Already emotional from hormones, this news devastated me. I wanted to keep my baby girl home. All her “new things” were at home, where I wanted us to be! I did not want to stay with relatives. Upset, I went in the bathroom and sat facing forward on the edge of the toilet lid. I began sobbing like a baby. My mama came in the bathroom. Amid my tears, I felt mama ease her small frame behind me, as she too straddled the lid. She encompassed me with her loving arms and just held me. I was twenty-six years old, being held by my mama! To this day, I cannot remember this moment without tears. Though we were both sitting on the toilet, it was such a precious memory.  When I think about Isaiah 40:11, that is what I picture. Just leaning back and letting Jesus wrap His arms around me and love on me when I am shaking like a leaf.

Revelations 12:4

    Life is hard.

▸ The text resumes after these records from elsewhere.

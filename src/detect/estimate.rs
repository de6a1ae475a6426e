// This Source Code Form is subject to the terms of the Mozilla Public
// License, v. 2.0. If a copy of the MPL was not distributed with this
// file, You can obtain one at http://mozilla.org/MPL/2.0/.

//! The per-island parameter estimator (§4.5): classifies an island by its
//! finite-pixel count, extracts candidate Gaussian summits from the
//! curvature map, and builds a bounded initial parameter vector for each.

use ndarray::{Array2, ArrayView2};

use super::flags::FitFlags;
use super::island::{Island, Segmenter};
use crate::constants::{FIXED2PSF_MAX_PIXELS, FWHM_TO_SIGMA, MIN_FINITE_PIXELS};
use crate::coord::PixelBeam;

/// One fittable (or fixed) scalar parameter: its initial value, whether the
/// fitter should hold it fixed, and its two-sided bound.
#[derive(Clone, Copy, Debug)]
pub struct ParamSpec {
    pub value: f64,
    pub fixed: bool,
    pub lower: f64,
    pub upper: f64,
}

impl ParamSpec {
    fn free(value: f64, lower: f64, upper: f64) -> Self {
        Self {
            value,
            fixed: false,
            lower,
            upper,
        }
    }

    fn fixed_at(value: f64) -> Self {
        Self {
            value,
            fixed: true,
            lower: value,
            upper: value,
        }
    }
}

/// The six-parameter initial guess for one Gaussian candidate, in island
/// pixel coordinates.
#[derive(Clone, Debug)]
pub struct CandidateParams {
    pub amp: ParamSpec,
    pub xo: ParamSpec,
    pub yo: ParamSpec,
    pub major: ParamSpec,
    pub minor: ParamSpec,
    pub pa: ParamSpec,
    pub flags: FitFlags,
}

/// The full output of the estimator for one island.
#[derive(Clone, Debug)]
pub struct Estimate {
    pub candidates: Vec<CandidateParams>,
    pub flags: FitFlags,
}

/// Estimate initial Gaussian parameters for `island`. `rms` and `curvature`
/// must be cropped to the same shape as `island.data`, aligned pixel for
/// pixel. `pixel_beam` is the beam projected at the island's centroid.
pub fn estimate_parameters(
    island: &Island,
    rms: ArrayView2<f32>,
    curvature: ArrayView2<f32>,
    pixel_beam: PixelBeam,
    seed_clip: f64,
    c_sigma: f64,
) -> Estimate {
    let n = island.n_finite();
    let (ysize, xsize) = island.data.dim();

    if n < MIN_FINITE_PIXELS {
        let (yo, xo) = argmax(&island.data);
        let amp = island.data[[yo, xo]] as f64;
        let candidate = CandidateParams {
            amp: ParamSpec::fixed_at(amp),
            xo: ParamSpec::fixed_at(xo as f64),
            yo: ParamSpec::fixed_at(yo as f64),
            major: ParamSpec::fixed_at(pixel_beam.a / FWHM_TO_SIGMA),
            minor: ParamSpec::fixed_at(pixel_beam.b / FWHM_TO_SIGMA),
            pa: ParamSpec::fixed_at(pixel_beam.pa),
            flags: FitFlags::FITERRSMALL,
        };
        return Estimate {
            candidates: vec![candidate],
            flags: FitFlags::FITERRSMALL,
        };
    }

    if n <= FIXED2PSF_MAX_PIXELS {
        let (yo, xo) = argmax(&island.data);
        let amp = island.data[[yo, xo]] as f64;
        let local_rms = rms[[yo, xo]] as f64;
        let candidate = CandidateParams {
            amp: amplitude_spec(amp, local_rms),
            xo: centre_spec(xo as f64, pixel_beam, Axis::X, xsize),
            yo: centre_spec(yo as f64, pixel_beam, Axis::Y, ysize),
            major: ParamSpec::fixed_at(pixel_beam.a / FWHM_TO_SIGMA),
            minor: ParamSpec::fixed_at(pixel_beam.b / FWHM_TO_SIGMA),
            pa: ParamSpec::fixed_at(pixel_beam.pa),
            flags: FitFlags::FIXED2PSF,
        };
        return Estimate {
            candidates: vec![candidate],
            flags: FitFlags::FIXED2PSF,
        };
    }

    let mut mask = Array2::from_elem((ysize, xsize), f32::NAN);
    for y in 0..ysize {
        for x in 0..xsize {
            let d = island.data[[y, x]];
            let r = rms[[y, x]];
            let c = curvature[[y, x]];
            if d.is_finite()
                && r.is_finite()
                && (d as f64 - seed_clip * r as f64) > 0.0
                && (c as f64) < -c_sigma
            {
                mask[[y, x]] = 1.0;
            }
        }
    }
    let ones = Array2::from_elem((ysize, xsize), 1.0f32);
    let summits: Vec<Island> = Segmenter::new(mask.view(), ones.view(), 0.0, 0.0).collect();

    let mut candidates = Vec::with_capacity(summits.len().max(1));
    for summit in &summits {
        let (sy, sx) = argmax_masked(&summit.data, island, summit.ymin, summit.xmin);
        let amp = island.data[[sy, sx]] as f64;
        let local_rms = rms[[sy, sx]] as f64;

        let major_init = pixel_beam.a / FWHM_TO_SIGMA;
        let minor_init = pixel_beam.b / FWHM_TO_SIGMA;
        let base_term = (xsize.max(ysize) as f64 + 1.0) * std::f64::consts::SQRT_2 / FWHM_TO_SIGMA;
        // The upper bound intentionally uses `major_init` for both axes;
        // see the design ledger's "minor-axis upper bound" entry.
        let major = ParamSpec::free(major_init, 0.8 * major_init, base_term.max(1.1 * major_init));
        let minor = ParamSpec::free(minor_init, 0.8 * minor_init, base_term.max(1.1 * major_init));

        let mut flags = FitFlags::empty();
        if major.lower == major.upper || minor.lower == minor.upper {
            flags |= FitFlags::FIXED2PSF;
        }

        candidates.push(CandidateParams {
            amp: amplitude_spec(amp, local_rms),
            xo: centre_spec(sx as f64, pixel_beam, Axis::X, xsize),
            yo: centre_spec(sy as f64, pixel_beam, Axis::Y, ysize),
            major: if flags.contains(FitFlags::FIXED2PSF) {
                ParamSpec::fixed_at(major_init)
            } else {
                major
            },
            minor: if flags.contains(FitFlags::FIXED2PSF) {
                ParamSpec::fixed_at(minor_init)
            } else {
                minor
            },
            pa: ParamSpec::free(pixel_beam.pa, -180.0, 180.0),
            flags,
        });
    }

    if candidates.is_empty() {
        // No curvature-qualified summit; fall back to a single candidate at
        // the island max so every island contributes at least one record.
        let (yo, xo) = argmax(&island.data);
        let amp = island.data[[yo, xo]] as f64;
        let local_rms = rms[[yo, xo]] as f64;
        candidates.push(CandidateParams {
            amp: amplitude_spec(amp, local_rms),
            xo: centre_spec(xo as f64, pixel_beam, Axis::X, xsize),
            yo: centre_spec(yo as f64, pixel_beam, Axis::Y, ysize),
            major: ParamSpec::free(
                pixel_beam.a / FWHM_TO_SIGMA,
                0.8 * pixel_beam.a / FWHM_TO_SIGMA,
                1.1 * pixel_beam.a / FWHM_TO_SIGMA,
            ),
            minor: ParamSpec::free(
                pixel_beam.b / FWHM_TO_SIGMA,
                0.8 * pixel_beam.b / FWHM_TO_SIGMA,
                1.1 * pixel_beam.a / FWHM_TO_SIGMA,
            ),
            pa: ParamSpec::free(pixel_beam.pa, -180.0, 180.0),
            flags: FitFlags::empty(),
        });
    }

    Estimate {
        candidates,
        flags: FitFlags::empty(),
    }
}

#[derive(Clone, Copy)]
enum Axis {
    X,
    Y,
}

fn amplitude_spec(amp: f64, local_rms: f64) -> ParamSpec {
    ParamSpec::free(amp, 4.0 * local_rms, 1.05 * amp + 3.0 * local_rms)
}

fn centre_spec(init: f64, pixel_beam: PixelBeam, axis: Axis, size: usize) -> ParamSpec {
    let pa = pixel_beam.pa.to_radians();
    let half_extent = match axis {
        Axis::X => (pixel_beam.a * pa.cos()).abs().max((pixel_beam.b * pa.sin()).abs()),
        Axis::Y => (pixel_beam.a * pa.sin()).abs().max((pixel_beam.b * pa.cos()).abs()),
    };
    let box_max = (size.saturating_sub(1)) as f64;
    let mut lower = (init - half_extent).max(0.0);
    let mut upper = (init + half_extent).min(box_max);
    if lower == upper {
        lower -= 0.5;
        upper += 0.5;
    }
    ParamSpec::free(init, lower, upper)
}

fn argmax(data: &Array2<f32>) -> (usize, usize) {
    let mut best = (0, 0);
    let mut best_val = f32::NEG_INFINITY;
    for ((y, x), &v) in data.indexed_iter() {
        if v.is_finite() && v > best_val {
            best_val = v;
            best = (y, x);
        }
    }
    best
}

/// Argmax of a summit's membership mask, re-expressed in the coordinates of
/// the parent `island` (whose real flux values are used for the amplitude,
/// not the 1.0 mask placeholder).
fn argmax_masked(
    summit_mask: &Array2<f32>,
    island: &Island,
    y_offset: usize,
    x_offset: usize,
) -> (usize, usize) {
    let mut best = (y_offset, x_offset);
    let mut best_val = f32::NEG_INFINITY;
    for ((y, x), &v) in summit_mask.indexed_iter() {
        if v.is_finite() {
            let (iy, ix) = (y + y_offset, x + x_offset);
            let flux = island.data[[iy, ix]];
            if flux > best_val {
                best_val = flux;
                best = (iy, ix);
            }
        }
    }
    best
}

Sometimes we are the one shaking like a leaf, and other times we are watching someone we care about suffer. During the bad, we sometimes feel like God is far away. But He hasn’t left us. He will comfort us. He will comfort us like a shepherd, like a mother. And we have the promise of Revelations 21:4 “And God shall wipe away all tears from their eyes; and there shall be no more death, neither sorrow, nor crying, neither shall there be any more pain; for the former things are passed away.”